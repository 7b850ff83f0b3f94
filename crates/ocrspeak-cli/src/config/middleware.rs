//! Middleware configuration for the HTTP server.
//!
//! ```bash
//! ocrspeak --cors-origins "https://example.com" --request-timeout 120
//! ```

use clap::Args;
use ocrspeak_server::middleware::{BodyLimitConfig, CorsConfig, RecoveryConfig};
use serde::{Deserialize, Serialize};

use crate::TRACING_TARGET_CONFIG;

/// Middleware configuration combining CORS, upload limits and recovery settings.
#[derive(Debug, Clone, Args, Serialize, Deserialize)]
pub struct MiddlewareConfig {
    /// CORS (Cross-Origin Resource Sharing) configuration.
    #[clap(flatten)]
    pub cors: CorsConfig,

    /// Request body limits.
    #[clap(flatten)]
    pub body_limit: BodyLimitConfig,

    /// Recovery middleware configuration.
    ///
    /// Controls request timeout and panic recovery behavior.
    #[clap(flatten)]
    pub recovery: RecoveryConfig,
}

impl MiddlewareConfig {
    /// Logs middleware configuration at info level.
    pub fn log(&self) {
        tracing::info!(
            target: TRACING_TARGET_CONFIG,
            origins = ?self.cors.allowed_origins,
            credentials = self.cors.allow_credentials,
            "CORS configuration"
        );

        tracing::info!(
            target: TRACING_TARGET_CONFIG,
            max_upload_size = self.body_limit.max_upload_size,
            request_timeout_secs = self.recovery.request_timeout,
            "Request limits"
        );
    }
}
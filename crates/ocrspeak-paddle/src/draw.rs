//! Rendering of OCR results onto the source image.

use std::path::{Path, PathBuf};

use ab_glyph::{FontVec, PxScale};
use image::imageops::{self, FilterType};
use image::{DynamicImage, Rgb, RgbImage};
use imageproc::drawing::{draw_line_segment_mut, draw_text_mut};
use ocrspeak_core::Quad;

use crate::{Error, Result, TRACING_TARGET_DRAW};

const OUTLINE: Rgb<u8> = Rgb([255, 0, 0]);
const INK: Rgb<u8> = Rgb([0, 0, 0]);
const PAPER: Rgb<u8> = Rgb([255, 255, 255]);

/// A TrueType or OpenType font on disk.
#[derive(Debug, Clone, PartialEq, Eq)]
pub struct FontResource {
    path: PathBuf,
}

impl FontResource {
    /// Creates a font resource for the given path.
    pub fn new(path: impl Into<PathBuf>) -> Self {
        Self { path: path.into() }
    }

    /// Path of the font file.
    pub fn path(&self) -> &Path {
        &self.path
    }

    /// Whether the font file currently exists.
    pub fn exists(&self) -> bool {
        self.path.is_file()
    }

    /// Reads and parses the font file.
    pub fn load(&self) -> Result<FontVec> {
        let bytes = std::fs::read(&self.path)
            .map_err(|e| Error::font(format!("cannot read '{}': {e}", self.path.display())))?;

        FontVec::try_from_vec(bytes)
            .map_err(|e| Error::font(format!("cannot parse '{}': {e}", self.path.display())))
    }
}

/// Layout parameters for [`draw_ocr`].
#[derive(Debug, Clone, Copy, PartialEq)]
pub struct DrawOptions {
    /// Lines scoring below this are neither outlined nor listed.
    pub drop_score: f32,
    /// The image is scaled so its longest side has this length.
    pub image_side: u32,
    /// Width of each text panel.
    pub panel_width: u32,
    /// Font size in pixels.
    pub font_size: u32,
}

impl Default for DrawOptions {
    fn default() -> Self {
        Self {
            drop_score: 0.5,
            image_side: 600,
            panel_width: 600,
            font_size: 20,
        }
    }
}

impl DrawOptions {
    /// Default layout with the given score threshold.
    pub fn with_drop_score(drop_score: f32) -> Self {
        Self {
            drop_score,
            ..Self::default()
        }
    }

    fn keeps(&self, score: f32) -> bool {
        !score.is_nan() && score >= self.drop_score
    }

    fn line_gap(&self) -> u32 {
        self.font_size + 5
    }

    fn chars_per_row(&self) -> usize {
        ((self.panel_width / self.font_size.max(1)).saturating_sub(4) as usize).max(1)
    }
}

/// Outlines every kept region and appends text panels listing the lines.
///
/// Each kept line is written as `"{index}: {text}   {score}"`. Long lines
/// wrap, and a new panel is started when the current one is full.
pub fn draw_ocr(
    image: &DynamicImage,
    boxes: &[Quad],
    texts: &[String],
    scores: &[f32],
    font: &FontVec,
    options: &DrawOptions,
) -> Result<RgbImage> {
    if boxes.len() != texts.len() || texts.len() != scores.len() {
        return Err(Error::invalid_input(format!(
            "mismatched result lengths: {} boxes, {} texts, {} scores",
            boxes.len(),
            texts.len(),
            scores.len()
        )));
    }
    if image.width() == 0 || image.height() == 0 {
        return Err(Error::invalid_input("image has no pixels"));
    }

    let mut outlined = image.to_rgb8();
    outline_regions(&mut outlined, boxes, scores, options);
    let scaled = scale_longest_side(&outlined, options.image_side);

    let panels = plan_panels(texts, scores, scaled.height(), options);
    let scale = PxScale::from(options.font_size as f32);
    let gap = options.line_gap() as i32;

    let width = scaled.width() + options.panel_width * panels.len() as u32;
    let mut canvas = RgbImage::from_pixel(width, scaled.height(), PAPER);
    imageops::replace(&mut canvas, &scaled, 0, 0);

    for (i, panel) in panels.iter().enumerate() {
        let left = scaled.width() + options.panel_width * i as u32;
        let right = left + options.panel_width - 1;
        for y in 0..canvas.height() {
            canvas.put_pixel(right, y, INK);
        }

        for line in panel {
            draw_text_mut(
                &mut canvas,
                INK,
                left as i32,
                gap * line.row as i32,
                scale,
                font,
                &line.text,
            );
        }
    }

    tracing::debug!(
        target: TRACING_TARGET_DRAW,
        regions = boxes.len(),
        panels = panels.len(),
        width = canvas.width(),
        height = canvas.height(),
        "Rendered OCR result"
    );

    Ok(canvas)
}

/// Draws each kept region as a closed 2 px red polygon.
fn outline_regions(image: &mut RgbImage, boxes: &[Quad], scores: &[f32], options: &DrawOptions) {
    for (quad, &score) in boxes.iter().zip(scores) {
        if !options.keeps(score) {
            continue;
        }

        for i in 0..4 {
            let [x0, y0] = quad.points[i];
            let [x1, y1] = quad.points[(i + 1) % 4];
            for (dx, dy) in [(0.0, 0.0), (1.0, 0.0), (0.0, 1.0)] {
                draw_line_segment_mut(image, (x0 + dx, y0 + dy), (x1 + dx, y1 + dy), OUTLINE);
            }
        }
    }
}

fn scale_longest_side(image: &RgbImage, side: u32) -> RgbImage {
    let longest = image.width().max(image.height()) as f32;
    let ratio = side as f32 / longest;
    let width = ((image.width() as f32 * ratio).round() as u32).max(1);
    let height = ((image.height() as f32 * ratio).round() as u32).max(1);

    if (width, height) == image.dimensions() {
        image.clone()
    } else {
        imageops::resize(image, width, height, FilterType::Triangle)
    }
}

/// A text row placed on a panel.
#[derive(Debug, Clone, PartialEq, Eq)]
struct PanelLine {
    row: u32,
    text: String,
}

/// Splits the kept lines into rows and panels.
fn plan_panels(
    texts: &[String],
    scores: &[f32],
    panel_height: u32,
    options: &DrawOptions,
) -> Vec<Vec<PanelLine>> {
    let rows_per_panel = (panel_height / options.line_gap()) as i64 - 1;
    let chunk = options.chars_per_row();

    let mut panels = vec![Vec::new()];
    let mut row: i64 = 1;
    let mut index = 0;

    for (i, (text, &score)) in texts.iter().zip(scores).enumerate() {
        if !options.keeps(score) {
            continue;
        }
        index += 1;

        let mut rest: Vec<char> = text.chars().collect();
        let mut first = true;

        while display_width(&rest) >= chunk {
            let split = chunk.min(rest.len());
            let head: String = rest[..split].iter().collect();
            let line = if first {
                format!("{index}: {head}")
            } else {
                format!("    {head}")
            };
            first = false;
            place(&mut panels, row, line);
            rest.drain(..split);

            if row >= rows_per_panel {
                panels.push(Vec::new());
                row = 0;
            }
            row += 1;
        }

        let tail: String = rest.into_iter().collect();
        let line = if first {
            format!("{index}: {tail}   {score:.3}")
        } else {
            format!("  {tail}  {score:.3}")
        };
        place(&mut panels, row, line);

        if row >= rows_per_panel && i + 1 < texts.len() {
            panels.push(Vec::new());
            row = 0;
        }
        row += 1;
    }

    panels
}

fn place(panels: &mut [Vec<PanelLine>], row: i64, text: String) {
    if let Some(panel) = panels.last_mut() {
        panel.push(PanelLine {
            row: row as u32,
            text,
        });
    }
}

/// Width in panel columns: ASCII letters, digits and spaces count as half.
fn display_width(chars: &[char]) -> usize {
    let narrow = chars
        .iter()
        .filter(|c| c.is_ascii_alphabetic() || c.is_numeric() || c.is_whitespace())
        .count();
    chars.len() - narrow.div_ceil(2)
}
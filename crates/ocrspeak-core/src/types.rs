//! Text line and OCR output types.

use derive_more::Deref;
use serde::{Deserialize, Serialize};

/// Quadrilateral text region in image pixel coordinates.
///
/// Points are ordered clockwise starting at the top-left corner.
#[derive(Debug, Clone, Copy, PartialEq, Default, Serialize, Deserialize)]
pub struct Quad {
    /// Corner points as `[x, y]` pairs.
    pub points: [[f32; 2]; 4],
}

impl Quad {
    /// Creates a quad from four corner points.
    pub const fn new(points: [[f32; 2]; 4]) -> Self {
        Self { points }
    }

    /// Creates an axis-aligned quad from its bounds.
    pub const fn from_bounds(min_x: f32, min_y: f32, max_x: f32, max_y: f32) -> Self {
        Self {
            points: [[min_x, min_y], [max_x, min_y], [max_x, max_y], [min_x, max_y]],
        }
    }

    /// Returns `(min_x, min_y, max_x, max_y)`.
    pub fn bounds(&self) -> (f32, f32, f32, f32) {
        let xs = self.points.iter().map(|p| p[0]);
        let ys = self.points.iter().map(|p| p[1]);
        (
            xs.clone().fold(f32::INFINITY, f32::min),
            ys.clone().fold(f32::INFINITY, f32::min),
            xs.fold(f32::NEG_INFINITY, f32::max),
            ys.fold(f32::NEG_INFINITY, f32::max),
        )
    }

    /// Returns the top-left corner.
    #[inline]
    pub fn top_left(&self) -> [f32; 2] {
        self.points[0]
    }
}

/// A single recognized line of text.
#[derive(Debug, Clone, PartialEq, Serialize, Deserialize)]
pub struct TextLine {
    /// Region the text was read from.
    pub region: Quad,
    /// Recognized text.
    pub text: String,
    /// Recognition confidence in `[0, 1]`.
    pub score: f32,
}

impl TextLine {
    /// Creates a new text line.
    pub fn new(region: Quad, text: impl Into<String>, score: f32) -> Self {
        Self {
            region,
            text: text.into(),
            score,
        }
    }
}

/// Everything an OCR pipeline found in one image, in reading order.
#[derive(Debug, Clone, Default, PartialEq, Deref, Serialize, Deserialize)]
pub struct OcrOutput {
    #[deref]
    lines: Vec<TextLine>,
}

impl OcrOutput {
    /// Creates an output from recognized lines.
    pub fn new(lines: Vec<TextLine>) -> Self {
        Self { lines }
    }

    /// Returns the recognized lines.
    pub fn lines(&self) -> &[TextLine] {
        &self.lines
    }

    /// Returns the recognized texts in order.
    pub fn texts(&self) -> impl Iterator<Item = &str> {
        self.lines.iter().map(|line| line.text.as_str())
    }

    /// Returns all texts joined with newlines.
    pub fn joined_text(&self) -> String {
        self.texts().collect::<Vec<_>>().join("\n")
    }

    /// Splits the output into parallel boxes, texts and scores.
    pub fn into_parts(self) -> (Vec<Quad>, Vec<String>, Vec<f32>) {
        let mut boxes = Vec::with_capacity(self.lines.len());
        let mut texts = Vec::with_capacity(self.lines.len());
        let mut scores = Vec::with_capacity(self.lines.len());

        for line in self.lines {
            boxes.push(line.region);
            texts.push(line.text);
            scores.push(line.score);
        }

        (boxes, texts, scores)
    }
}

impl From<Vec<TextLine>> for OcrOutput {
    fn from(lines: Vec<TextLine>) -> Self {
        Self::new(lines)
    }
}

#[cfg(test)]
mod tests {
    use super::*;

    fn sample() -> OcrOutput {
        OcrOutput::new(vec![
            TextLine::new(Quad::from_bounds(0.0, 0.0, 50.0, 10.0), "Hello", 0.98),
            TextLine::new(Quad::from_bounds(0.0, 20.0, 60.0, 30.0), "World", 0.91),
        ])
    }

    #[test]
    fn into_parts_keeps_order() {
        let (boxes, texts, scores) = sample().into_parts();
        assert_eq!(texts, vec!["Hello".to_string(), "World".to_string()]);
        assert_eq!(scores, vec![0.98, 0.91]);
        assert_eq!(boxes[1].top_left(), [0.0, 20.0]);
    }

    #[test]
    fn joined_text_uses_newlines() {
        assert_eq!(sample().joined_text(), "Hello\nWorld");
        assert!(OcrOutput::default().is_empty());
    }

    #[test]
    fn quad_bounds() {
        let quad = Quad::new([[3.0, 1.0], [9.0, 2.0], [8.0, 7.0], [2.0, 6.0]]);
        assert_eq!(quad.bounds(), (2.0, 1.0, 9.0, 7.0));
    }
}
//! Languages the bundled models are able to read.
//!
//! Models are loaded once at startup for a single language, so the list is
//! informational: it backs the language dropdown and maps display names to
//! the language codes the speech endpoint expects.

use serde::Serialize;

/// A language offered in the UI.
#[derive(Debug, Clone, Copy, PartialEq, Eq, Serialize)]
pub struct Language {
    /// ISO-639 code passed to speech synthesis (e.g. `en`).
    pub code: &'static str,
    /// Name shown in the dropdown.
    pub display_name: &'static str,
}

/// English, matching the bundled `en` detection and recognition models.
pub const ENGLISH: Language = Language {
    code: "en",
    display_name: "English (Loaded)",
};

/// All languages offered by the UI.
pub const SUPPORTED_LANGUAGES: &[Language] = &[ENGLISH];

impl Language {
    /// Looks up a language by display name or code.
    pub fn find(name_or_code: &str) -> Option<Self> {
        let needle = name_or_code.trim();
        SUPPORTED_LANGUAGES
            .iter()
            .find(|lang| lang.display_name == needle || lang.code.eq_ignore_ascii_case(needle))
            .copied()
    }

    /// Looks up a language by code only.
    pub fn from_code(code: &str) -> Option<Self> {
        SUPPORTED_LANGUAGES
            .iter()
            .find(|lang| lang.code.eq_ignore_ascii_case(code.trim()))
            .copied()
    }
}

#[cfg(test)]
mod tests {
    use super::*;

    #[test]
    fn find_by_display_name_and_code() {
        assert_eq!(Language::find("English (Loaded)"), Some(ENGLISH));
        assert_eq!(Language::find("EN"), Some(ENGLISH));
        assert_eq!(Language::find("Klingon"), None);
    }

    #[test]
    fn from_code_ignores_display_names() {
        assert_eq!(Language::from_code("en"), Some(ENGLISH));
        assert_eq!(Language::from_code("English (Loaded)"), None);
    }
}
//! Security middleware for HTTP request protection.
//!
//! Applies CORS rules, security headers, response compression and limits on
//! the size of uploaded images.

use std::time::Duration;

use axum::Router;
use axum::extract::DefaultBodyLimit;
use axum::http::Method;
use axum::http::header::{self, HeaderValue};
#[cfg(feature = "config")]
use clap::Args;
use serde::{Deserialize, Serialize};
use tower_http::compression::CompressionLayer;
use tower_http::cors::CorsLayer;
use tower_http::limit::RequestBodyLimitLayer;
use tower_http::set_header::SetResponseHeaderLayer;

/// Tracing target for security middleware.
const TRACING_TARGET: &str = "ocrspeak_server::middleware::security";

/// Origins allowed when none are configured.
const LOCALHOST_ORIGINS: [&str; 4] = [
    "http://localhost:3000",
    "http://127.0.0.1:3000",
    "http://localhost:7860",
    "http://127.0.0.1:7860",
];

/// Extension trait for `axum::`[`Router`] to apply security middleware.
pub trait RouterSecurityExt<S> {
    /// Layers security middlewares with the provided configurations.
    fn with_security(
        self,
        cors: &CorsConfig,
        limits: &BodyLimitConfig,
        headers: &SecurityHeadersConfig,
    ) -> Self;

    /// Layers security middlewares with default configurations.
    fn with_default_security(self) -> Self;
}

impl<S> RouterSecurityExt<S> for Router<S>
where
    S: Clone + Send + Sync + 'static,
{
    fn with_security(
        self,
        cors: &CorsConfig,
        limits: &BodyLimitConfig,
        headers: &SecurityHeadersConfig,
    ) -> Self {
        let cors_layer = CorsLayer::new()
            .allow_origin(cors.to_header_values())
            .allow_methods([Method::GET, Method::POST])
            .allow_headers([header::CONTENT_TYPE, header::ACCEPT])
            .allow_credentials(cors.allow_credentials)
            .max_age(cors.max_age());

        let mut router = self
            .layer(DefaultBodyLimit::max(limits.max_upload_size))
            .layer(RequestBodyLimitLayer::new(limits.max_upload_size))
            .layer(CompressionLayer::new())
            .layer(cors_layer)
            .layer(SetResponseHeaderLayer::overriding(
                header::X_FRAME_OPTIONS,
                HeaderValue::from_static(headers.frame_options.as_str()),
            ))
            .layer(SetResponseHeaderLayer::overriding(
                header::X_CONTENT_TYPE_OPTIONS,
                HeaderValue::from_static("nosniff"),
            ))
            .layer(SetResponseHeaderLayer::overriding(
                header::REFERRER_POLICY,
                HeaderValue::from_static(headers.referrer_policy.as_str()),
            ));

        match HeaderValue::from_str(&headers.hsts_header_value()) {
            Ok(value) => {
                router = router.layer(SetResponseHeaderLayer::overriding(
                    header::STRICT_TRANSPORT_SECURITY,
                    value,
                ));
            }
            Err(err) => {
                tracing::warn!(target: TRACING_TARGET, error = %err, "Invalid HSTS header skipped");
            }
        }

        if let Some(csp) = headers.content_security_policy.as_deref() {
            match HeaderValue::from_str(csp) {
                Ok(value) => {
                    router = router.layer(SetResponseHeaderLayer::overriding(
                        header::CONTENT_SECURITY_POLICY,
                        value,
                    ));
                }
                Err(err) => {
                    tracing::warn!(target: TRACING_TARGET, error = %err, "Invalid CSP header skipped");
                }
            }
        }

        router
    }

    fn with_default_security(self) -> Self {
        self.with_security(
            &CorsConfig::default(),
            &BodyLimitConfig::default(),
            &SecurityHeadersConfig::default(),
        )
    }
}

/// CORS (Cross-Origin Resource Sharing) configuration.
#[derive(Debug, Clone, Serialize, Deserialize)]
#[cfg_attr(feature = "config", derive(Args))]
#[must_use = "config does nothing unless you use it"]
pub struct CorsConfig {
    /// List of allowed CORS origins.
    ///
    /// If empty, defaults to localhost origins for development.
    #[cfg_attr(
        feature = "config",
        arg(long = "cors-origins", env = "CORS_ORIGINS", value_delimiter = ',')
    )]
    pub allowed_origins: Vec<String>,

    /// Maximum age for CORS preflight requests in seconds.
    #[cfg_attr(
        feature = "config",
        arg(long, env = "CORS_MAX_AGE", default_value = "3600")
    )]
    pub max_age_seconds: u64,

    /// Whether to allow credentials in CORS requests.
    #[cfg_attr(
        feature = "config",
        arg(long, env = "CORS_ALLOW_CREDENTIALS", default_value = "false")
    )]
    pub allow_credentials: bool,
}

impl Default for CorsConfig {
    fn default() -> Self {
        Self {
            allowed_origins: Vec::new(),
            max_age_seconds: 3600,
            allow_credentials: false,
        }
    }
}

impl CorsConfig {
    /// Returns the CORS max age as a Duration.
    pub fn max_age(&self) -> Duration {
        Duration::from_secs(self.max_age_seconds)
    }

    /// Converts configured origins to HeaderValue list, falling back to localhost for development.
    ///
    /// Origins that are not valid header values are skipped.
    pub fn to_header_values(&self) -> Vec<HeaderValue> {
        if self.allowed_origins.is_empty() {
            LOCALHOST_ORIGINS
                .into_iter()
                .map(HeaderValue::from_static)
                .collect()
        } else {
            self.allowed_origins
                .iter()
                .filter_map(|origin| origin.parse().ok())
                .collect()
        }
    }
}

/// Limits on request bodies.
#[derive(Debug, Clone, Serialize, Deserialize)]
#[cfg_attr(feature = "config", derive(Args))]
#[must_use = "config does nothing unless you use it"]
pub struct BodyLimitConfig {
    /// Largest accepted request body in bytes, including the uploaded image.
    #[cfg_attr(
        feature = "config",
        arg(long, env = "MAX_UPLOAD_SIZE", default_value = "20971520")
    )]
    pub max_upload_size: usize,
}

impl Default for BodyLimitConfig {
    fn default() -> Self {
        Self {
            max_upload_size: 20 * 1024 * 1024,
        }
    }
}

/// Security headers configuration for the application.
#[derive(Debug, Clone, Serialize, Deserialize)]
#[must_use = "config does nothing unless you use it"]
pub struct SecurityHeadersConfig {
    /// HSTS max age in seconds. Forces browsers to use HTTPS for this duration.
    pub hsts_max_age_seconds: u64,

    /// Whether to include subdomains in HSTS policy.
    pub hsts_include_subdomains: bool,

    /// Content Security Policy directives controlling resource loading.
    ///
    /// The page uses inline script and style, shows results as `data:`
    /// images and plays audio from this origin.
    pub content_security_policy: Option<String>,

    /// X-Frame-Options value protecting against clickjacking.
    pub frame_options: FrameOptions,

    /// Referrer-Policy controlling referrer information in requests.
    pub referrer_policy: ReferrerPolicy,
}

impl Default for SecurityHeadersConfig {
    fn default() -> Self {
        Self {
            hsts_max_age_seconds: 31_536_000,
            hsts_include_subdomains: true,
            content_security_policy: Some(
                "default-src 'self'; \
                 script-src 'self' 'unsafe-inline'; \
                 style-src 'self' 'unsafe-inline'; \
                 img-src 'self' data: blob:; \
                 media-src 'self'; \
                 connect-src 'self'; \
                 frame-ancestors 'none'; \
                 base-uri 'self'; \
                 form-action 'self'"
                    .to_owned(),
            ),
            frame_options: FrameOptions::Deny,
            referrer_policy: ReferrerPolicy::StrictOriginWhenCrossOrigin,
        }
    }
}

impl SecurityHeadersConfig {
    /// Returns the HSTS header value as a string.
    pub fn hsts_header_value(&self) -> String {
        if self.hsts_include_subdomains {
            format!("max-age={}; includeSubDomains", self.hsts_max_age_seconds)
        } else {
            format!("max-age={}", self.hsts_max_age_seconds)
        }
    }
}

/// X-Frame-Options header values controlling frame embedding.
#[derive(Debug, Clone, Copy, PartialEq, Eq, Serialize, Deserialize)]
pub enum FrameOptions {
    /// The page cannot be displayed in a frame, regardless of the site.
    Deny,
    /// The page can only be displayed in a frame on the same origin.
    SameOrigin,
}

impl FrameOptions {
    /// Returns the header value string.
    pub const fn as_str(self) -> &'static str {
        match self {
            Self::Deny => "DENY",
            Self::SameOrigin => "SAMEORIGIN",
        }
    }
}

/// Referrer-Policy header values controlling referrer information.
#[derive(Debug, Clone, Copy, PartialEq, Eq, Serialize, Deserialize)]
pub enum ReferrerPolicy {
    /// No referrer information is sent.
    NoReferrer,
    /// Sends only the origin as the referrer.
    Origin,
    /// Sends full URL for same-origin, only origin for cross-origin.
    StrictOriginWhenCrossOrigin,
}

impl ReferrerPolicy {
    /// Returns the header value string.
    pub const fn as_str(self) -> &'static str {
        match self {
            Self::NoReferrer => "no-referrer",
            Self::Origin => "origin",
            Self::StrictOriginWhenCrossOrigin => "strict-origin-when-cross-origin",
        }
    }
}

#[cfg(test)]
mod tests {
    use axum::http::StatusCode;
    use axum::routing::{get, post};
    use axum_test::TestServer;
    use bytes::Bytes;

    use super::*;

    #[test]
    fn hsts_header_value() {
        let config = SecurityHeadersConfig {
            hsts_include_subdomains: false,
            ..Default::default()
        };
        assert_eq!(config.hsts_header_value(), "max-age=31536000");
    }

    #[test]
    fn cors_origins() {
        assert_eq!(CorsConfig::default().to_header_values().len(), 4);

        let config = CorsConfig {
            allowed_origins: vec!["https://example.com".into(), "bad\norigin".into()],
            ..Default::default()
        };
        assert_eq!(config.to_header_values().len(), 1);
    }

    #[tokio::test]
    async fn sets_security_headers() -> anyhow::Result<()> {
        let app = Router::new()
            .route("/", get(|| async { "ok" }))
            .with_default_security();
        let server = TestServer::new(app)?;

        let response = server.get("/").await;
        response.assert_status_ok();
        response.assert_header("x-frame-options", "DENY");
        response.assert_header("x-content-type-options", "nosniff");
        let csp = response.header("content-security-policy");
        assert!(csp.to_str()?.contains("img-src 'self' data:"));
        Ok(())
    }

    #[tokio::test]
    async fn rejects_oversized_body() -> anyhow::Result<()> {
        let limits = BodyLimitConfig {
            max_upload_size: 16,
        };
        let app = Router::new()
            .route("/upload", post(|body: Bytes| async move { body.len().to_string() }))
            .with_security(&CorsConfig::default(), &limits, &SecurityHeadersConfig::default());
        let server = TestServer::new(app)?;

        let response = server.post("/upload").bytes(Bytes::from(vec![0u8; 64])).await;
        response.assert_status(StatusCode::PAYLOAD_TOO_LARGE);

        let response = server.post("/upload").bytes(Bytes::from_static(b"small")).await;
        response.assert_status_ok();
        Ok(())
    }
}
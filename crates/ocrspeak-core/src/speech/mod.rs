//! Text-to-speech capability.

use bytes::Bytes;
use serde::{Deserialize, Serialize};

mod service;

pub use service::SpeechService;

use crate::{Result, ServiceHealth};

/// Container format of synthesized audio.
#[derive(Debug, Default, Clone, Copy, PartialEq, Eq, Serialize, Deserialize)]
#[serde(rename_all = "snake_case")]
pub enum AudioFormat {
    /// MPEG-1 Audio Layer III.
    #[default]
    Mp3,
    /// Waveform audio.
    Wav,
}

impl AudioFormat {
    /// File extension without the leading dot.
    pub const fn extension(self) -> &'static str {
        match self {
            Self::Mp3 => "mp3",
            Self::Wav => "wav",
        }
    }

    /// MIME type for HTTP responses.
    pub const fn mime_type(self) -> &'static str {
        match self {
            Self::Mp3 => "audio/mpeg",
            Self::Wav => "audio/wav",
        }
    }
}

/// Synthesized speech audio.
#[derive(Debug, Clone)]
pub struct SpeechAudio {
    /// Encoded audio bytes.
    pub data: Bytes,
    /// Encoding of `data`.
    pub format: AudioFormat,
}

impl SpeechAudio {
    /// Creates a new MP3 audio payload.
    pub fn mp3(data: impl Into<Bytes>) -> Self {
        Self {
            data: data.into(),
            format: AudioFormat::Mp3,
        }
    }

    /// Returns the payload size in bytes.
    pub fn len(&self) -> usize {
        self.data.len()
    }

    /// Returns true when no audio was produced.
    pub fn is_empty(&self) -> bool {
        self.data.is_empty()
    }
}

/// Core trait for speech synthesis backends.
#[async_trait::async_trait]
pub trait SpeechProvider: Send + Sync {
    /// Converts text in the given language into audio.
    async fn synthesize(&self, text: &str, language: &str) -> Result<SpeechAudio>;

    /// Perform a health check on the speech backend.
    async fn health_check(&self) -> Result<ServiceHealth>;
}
· · · · ·
Locate the lines above that hold the word "Layers". Show every one of them.

    /// Layers security middlewares with the provided configurations.
    /// Layers security middlewares with default configurations.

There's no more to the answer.